Given the debate surrounding typology, even in evangelical circles, this article argues for an approach to typology that coheres with a self-consciously Reformed and evangelical understanding of the discipline of biblical theology. Our aim is to set out the essential features of a type by rooting typology in the basic presuppositions of biblical theology and in Scripture as a self-interpreting divine-human book that progressively unfolds along covenantal epochs. In other words, we are endeavoring to uncover the exegetical logic that undergirds the NT authors’ interpretation and that leads them to interpret typology as a feature of divine revelation. Understanding

that logic will reveal a great deal about how the NT authors conceived of the nature of types. Put simply, we are attempting to describe how typology in the NT “works.”

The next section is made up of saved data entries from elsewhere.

//! Completion provider port - interface to the language-model service.
//!
//! Covers both capabilities the engine needs: free-text chat completion
//! over an ordered role-tagged message list, and structured extraction of
//! case-record fields from a transcript.

use async_trait::async_trait;

use crate::domain::conversation::{prompts, MessageRecord};
use crate::domain::record::RecordPatch;

/// Port for completion-service interactions.
#[async_trait]
pub trait CompletionProvider: Send + Sync {
    /// Generates the next assistant turn for the given message sequence.
    ///
    /// The model conditions its behavior on the system instructions already
    /// present in the log; callers do not pass a phase flag.
    async fn complete(&self, request: CompletionRequest)
        -> Result<CompletionResponse, CompletionError>;

    /// Extracts case-record fields from a transcript using the provider's
    /// structured-output capability. Every schema field is optional; the
    /// returned patch carries only the fields the model populated.
    async fn extract_record(
        &self,
        request: ExtractionRequest,
    ) -> Result<RecordPatch, CompletionError>;

    /// Provider name and active model identifier.
    fn provider_info(&self) -> ProviderInfo;
}

/// Request for a chat completion.
#[derive(Debug, Clone)]
pub struct CompletionRequest {
    /// Full ordered message log, system entries included.
    pub messages: Vec<MessageRecord>,
    /// Optional override of the provider's configured token limit.
    pub max_tokens: Option<u32>,
    /// Optional override of the provider's configured temperature.
    pub temperature: Option<f32>,
}

impl CompletionRequest {
    /// Creates a request for the given message log with provider defaults.
    pub fn new(messages: Vec<MessageRecord>) -> Self {
        Self {
            messages,
            max_tokens: None,
            temperature: None,
        }
    }

    /// Sets the maximum tokens to generate.
    pub fn with_max_tokens(mut self, max: u32) -> Self {
        self.max_tokens = Some(max);
        self
    }

    /// Sets the sampling temperature.
    pub fn with_temperature(mut self, temperature: f32) -> Self {
        self.temperature = Some(temperature);
        self
    }
}

/// Request for structured field extraction.
#[derive(Debug, Clone)]
pub struct ExtractionRequest {
    /// The user/assistant transcript, system scaffolding excluded.
    pub messages: Vec<MessageRecord>,
    /// The fixed extraction instruction.
    pub instruction: String,
}

impl ExtractionRequest {
    /// Creates an extraction request over the given transcript using the
    /// standard instruction.
    pub fn new(messages: Vec<MessageRecord>) -> Self {
        Self {
            messages,
            instruction: prompts::EXTRACTION_INSTRUCTIONS.to_string(),
        }
    }
}

/// Response from a chat completion.
#[derive(Debug, Clone)]
pub struct CompletionResponse {
    /// Generated assistant text.
    pub content: String,
    /// Model that generated the response.
    pub model: String,
    /// Token usage for observability.
    pub usage: TokenUsage,
    /// Why the model stopped generating.
    pub finish_reason: FinishReason,
}

/// Token usage information.
#[derive(Debug, Clone, Copy, Default, PartialEq, Eq)]
pub struct TokenUsage {
    pub prompt_tokens: u32,
    pub completion_tokens: u32,
    pub total_tokens: u32,
}

impl TokenUsage {
    /// Creates new token usage.
    pub fn new(prompt_tokens: u32, completion_tokens: u32) -> Self {
        Self {
            prompt_tokens,
            completion_tokens,
            total_tokens: prompt_tokens + completion_tokens,
        }
    }

    /// Creates zero usage.
    pub fn zero() -> Self {
        Self::default()
    }
}

/// Reason the model stopped generating.
#[derive(Debug, Clone, Copy, PartialEq, Eq)]
pub enum FinishReason {
    /// Natural stop.
    Stop,
    /// Hit the token limit.
    Length,
    /// Content was filtered for safety.
    ContentFilter,
}

/// Provider name and model identifier.
#[derive(Debug, Clone, PartialEq, Eq)]
pub struct ProviderInfo {
    pub name: String,
    pub model: String,
}

impl ProviderInfo {
    /// Creates new provider info.
    pub fn new(name: impl Into<String>, model: impl Into<String>) -> Self {
        Self {
            name: name.into(),
            model: model.into(),
        }
    }
}

/// Completion-service errors.
#[derive(Debug, Clone, thiserror::Error)]
pub enum CompletionError {
    /// Rate limited by the provider.
    #[error("rate limited: retry after {retry_after_secs}s")]
    RateLimited { retry_after_secs: u32 },

    /// API key or authentication failed.
    #[error("authentication failed")]
    AuthenticationFailed,

    /// The provider rejected the request.
    #[error("invalid request: {0}")]
    InvalidRequest(String),

    /// Provider is unavailable.
    #[error("provider unavailable: {0}")]
    Unavailable(String),

    /// Network error during the request.
    #[error("network error: {0}")]
    Network(String),

    /// Failed to parse the provider response, including structured output
    /// that does not validate against the extraction schema.
    #[error("parse error: {0}")]
    Parse(String),

    /// Request timed out.
    #[error("request timed out after {timeout_secs}s")]
    Timeout { timeout_secs: u32 },
}

impl CompletionError {
    /// Returns true if retrying the same request may succeed.
    pub fn is_retryable(&self) -> bool {
        matches!(
            self,
            CompletionError::RateLimited { .. }
                | CompletionError::Unavailable(_)
                | CompletionError::Network(_)
                | CompletionError::Timeout { .. }
        )
    }
}

#[cfg(test)]
mod tests {
    use super::*;
    use crate::domain::conversation::Role;

    #[test]
    fn completion_request_builder_works() {
        let request = CompletionRequest::new(vec![MessageRecord::user("Hello").unwrap()])
            .with_max_tokens(512)
            .with_temperature(0.3);

        assert_eq!(request.messages.len(), 1);
        assert_eq!(request.messages[0].role(), Role::User);
        assert_eq!(request.max_tokens, Some(512));
        assert_eq!(request.temperature, Some(0.3));
    }

    #[test]
    fn extraction_request_uses_standard_instruction() {
        let request = ExtractionRequest::new(Vec::new());
        assert_eq!(request.instruction, prompts::EXTRACTION_INSTRUCTIONS);
    }

    #[test]
    fn token_usage_calculates_total() {
        let usage = TokenUsage::new(100, 40);
        assert_eq!(usage.total_tokens, 140);
        assert_eq!(TokenUsage::zero().total_tokens, 0);
    }

    #[test]
    fn retryable_classification() {
        assert!(CompletionError::RateLimited { retry_after_secs: 30 }.is_retryable());
        assert!(CompletionError::Unavailable("down".into()).is_retryable());
        assert!(CompletionError::Network("reset".into()).is_retryable());
        assert!(CompletionError::Timeout { timeout_secs: 60 }.is_retryable());

        assert!(!CompletionError::AuthenticationFailed.is_retryable());
        assert!(!CompletionError::InvalidRequest("bad".into()).is_retryable());
        assert!(!CompletionError::Parse("bad json".into()).is_retryable());
    }

    #[test]
    fn errors_display_correctly() {
        assert_eq!(
            CompletionError::RateLimited { retry_after_secs: 30 }.to_string(),
            "rate limited: retry after 30s"
        );
        assert_eq!(
            CompletionError::Timeout { timeout_secs: 60 }.to_string(),
            "request timed out after 60s"
        );
    }
}
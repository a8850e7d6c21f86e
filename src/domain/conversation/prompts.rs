//! Static prompt text for the two-phase mentoring dialogue.
//!
//! The base prompt and the intake instructions seed every new session; the
//! mentoring instructions and the reference payload are appended exactly
//! once at the phase transition.

use crate::domain::session::RetrievedReference;

/// Base system prompt, in effect for the whole conversation.
pub const BASE_SYSTEM_PROMPT: &str = "\
# ROLE AND OBJECTIVE

You are an expert clinical mentor for occupational therapy trainees and \
practitioners. You guide them through a two-phase mentoring process.

**Phase 1 - Context Gathering:** your only task is to learn about the case \
through natural conversation. Ask simple, direct questions about the \
situation, the patient, and the therapist. Do not mentor or teach yet; \
this phase ends automatically once sufficient context is gathered.

**Phase 2 - Reflective Mentoring:** apply professional reasoning to guide \
the trainee's own thinking, using retrieved reference cases to ask probing \
questions. This phase begins only after you receive additional instructions.

You serve solely as a mentor: no direct answers, no medical advice, no \
treatment prescriptions. Interact in the language of the user.

# INTERACTION CONSTRAINTS

1. Ask only ONE question at a time and wait for the response.
2. Keep an empathetic, professional, patient, and systematic tone.
3. If the user demonstrates a scope-of-practice violation or a \
misunderstanding, say what is improper while staying empathetic.";

/// Phase-1 instructions: conversational intake of the case record.
pub const INTAKE_INSTRUCTIONS: &str = "\
## PHASE 1: CONTEXT GATHERING

Gather the case context through natural dialogue, not a form-filling \
exercise. You are listening for:

- Therapist profile: role*, years of experience, area of specialization, \
work setting
- Patient profile: age*, gender, diagnosis*, cultural background*, marital \
status / family structure*, educational framework, occupational framework, \
hobbies and leisure
- Treatment context: setting, duration of acquaintance, treatment type
- The dilemma: main difficulty, related behaviors, impact on daily function

Focus on the critical items (marked with *) but gather additional context \
naturally. Accept \"I don't know\" without pressure. Do not present \
template summaries or formatted lists, do not start mentoring, and do not \
ask about scientific literature yet. You will automatically proceed to \
Phase 2 when sufficient context has been gathered.";

/// Phase-2 instructions, appended at transition together with the
/// reference payload. Includes the guidance on how retrieved references
/// may and may not be used.
pub const MENTORING_INSTRUCTIONS: &str = "\
## PHASE 2: REFLECTIVE MENTORING

Context gathering is complete. You now shift to mentoring mode: guide the \
trainee's professional reasoning with probing, Socratic questions across \
scientific, narrative, pragmatic, ethical, and interactive reasoning. \
Still one question at a time; still no direct solutions.

**Using the reference cases that follow:** draw on them to recognize \
patient psychology patterns, common interaction pitfalls, and therapeutic \
concepts relevant to this case. Never quote a reference to the user and \
never say \"in similar cases I have seen\"; use the insight only to ask \
more informed, contextual questions.";

/// Fixed instruction for the structured field-extraction call.
pub const EXTRACTION_INSTRUCTIONS: &str = "\
Read the following conversation between a clinical mentor and a therapist \
describing a case. Extract every case fact that is explicitly stated into \
the given fields. Use the speaker's own wording, condensed. Leave a field \
null when the conversation does not state it; when the therapist corrects \
an earlier statement, return the corrected value.";

/// Builds the system message embedding the full text of every retrieved
/// reference.
pub fn reference_context_message(references: &[RetrievedReference]) -> String {
    let body = references
        .iter()
        .map(|r| format!("## Reference: {}\n\n{}", r.title, r.content))
        .collect::<Vec<_>>()
        .join("\n\n---\n\n");

    format!(
        "## RETRIEVED REFERENCE CASES\n\n\
         The following cases match the current context. Use them as \
         background for understanding patterns and therapeutic approaches.\n\n\
         {body}"
    )
}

Ultimately we will argue that the exegetical logic of the NT authors demonstrates that types are historical, authorially-intended, textually rooted, tied to Scripture’s covenant structure, and undergo escalation from old covenant shadow to new covenant reality. In order to unpack this thesis we will first explain our understanding of the discipline of biblical theology. Second, we will unravel how our understanding of biblical theology both creates and constrains hermeneutical commitments with regard to the relationship between the testaments and the NT use of the OT. We will describe this approach to Scripture as biblical-theological exegesis. Third, we ...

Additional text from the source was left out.